Working data:
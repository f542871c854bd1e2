use termwiz::cell::{CellAttributes, Intensity};
use termwiz::color::ColorAttribute;
use termwiz::surface::{Change, Position, Surface};
use unicode_width::UnicodeWidthChar;

use crate::event::Size;

/// Rows each pane spends on border, padding, title and the blank line
/// below the title.
pub const CHROME: usize = 6;

const MIN_FILES_WIDTH: usize = 24;
const MIN_CONTENT_WIDTH: usize = 20;

#[derive(Clone, Copy, Debug, Default, PartialEq, Eq)]
pub struct Rect {
    pub x: usize,
    pub y: usize,
    pub width: usize,
    pub height: usize,
}

impl Rect {
    pub const fn new(x: usize, y: usize, width: usize, height: usize) -> Self {
        Self {
            x,
            y,
            width,
            height,
        }
    }

    /// Shrink by `horizontal` columns and `vertical` rows on every side.
    pub fn inset(self, horizontal: usize, vertical: usize) -> Self {
        Self {
            x: self.x + horizontal,
            y: self.y + vertical,
            width: self.width.saturating_sub(horizontal * 2),
            height: self.height.saturating_sub(vertical * 2),
        }
    }

    pub fn bottom(self) -> usize {
        self.y + self.height
    }

    /// A `width` x `height` rectangle centered inside `self`.
    pub fn centered(self, width: usize, height: usize) -> Self {
        let width = width.min(self.width);
        let height = height.min(self.height);
        Self {
            x: self.x + (self.width - width) / 2,
            y: self.y + (self.height - height) / 2,
            width,
            height,
        }
    }
}

/// Screen split: file list on the left, content on the right, status bar
/// on the bottom row.
#[derive(Clone, Copy, Debug, PartialEq, Eq)]
pub struct Layout {
    pub files: Rect,
    pub content: Rect,
    pub status: Rect,
}

impl Layout {
    pub fn new(size: Size) -> Self {
        let width = usize::from(size.width);
        let height = usize::from(size.height);
        let pane_height = pane_height(size);
        let (left, right) = pane_widths(width);

        Self {
            files: Rect::new(0, 0, left, pane_height),
            content: Rect::new(left + 1, 0, right, pane_height),
            status: Rect::new(0, height.saturating_sub(1), width, height.min(1)),
        }
    }

    /// Rows of the file list that fit inside the pane.
    pub fn files_visible(&self) -> usize {
        self.files.height.saturating_sub(CHROME)
    }

    pub fn content_visible(&self) -> usize {
        self.content.height.saturating_sub(CHROME)
    }

    /// Columns available for content text.
    pub fn content_text_width(&self) -> usize {
        self.content.width.saturating_sub(4).max(1)
    }
}

fn pane_height(size: Size) -> usize {
    usize::from(size.height).saturating_sub(1)
}

fn pane_widths(width: usize) -> (usize, usize) {
    let mut left = (width / 3).max(MIN_FILES_WIDTH);
    if left > width.saturating_sub(MIN_CONTENT_WIDTH) {
        left = width / 2;
    }
    let right = width
        .saturating_sub(left + 1)
        .max(MIN_CONTENT_WIDTH);
    (left, right)
}

/// Thin painter over a termwiz surface. Everything written is clipped to the
/// surface.
pub struct Renderer<'a> {
    surface: &'a mut Surface,
}

impl<'a> Renderer<'a> {
    pub fn new(surface: &'a mut Surface) -> Self {
        Self { surface }
    }

    pub fn text(&mut self, x: usize, y: usize, text: &str) {
        self.styled(x, y, usize::MAX, text, &CellAttributes::default());
    }

    /// Write `text` at `(x, y)`, cut at `max_width` display columns. Returns
    /// the number of columns written.
    pub fn styled(
        &mut self,
        x: usize,
        y: usize,
        max_width: usize,
        text: &str,
        attrs: &CellAttributes,
    ) -> usize {
        let (width, height) = self.surface.dimensions();
        if y >= height || x >= width {
            return 0;
        }

        let budget = max_width.min(width - x);
        let mut used = 0;
        let mut content = String::new();
        for ch in text.chars() {
            let ch_width = ch.width().unwrap_or(0);
            if used + ch_width > budget {
                break;
            }
            used += ch_width;
            content.push(ch);
        }

        if content.is_empty() {
            return 0;
        }

        self.move_to(x, y);
        self.surface
            .add_change(Change::AllAttributes(attrs.clone()));
        self.surface.add_change(Change::Text(content));
        used
    }

    /// Paint `area` with blanks in `attrs`.
    pub fn fill(&mut self, area: Rect, attrs: &CellAttributes) {
        let blank = " ".repeat(area.width);
        for y in area.y..area.bottom() {
            self.styled(area.x, y, area.width, &blank, attrs);
        }
    }

    pub fn draw_border(&mut self, area: Rect, attrs: &CellAttributes) {
        if area.width < 2 || area.height < 2 {
            return;
        }

        let right = area.x + area.width - 1;
        let bottom = area.y + area.height - 1;
        let horizontal = "─".repeat(area.width - 2);

        self.write_char(area.x, area.y, '┌', attrs);
        self.styled(area.x + 1, area.y, area.width - 2, &horizontal, attrs);
        self.write_char(right, area.y, '┐', attrs);

        for y in (area.y + 1)..bottom {
            self.write_char(area.x, y, '│', attrs);
            self.write_char(right, y, '│', attrs);
        }

        self.write_char(area.x, bottom, '└', attrs);
        self.styled(area.x + 1, bottom, area.width - 2, &horizontal, attrs);
        self.write_char(right, bottom, '┘', attrs);
    }

    fn write_char(&mut self, x: usize, y: usize, ch: char, attrs: &CellAttributes) {
        let mut buf = [0; 4];
        self.styled(x, y, 1, ch.encode_utf8(&mut buf), attrs);
    }

    fn move_to(&mut self, x: usize, y: usize) {
        self.surface.add_change(Change::CursorPosition {
            x: Position::Absolute(x),
            y: Position::Absolute(y),
        });
    }
}

pub fn fg(index: u8) -> CellAttributes {
    let mut attrs = CellAttributes::default();
    attrs.set_foreground(ColorAttribute::PaletteIndex(index));
    attrs
}

pub fn bold(attrs: CellAttributes) -> CellAttributes {
    let mut attrs = attrs;
    attrs.set_intensity(Intensity::Bold);
    attrs
}

pub fn with_bg(attrs: CellAttributes, index: u8) -> CellAttributes {
    let mut attrs = attrs;
    attrs.set_background(ColorAttribute::PaletteIndex(index));
    attrs
}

Prompt: From the listing, copy each line containing the word "used".

Answer to the exercise:
        let mut used = 0;
            if used + ch_width > budget {
            used += ch_width;
        used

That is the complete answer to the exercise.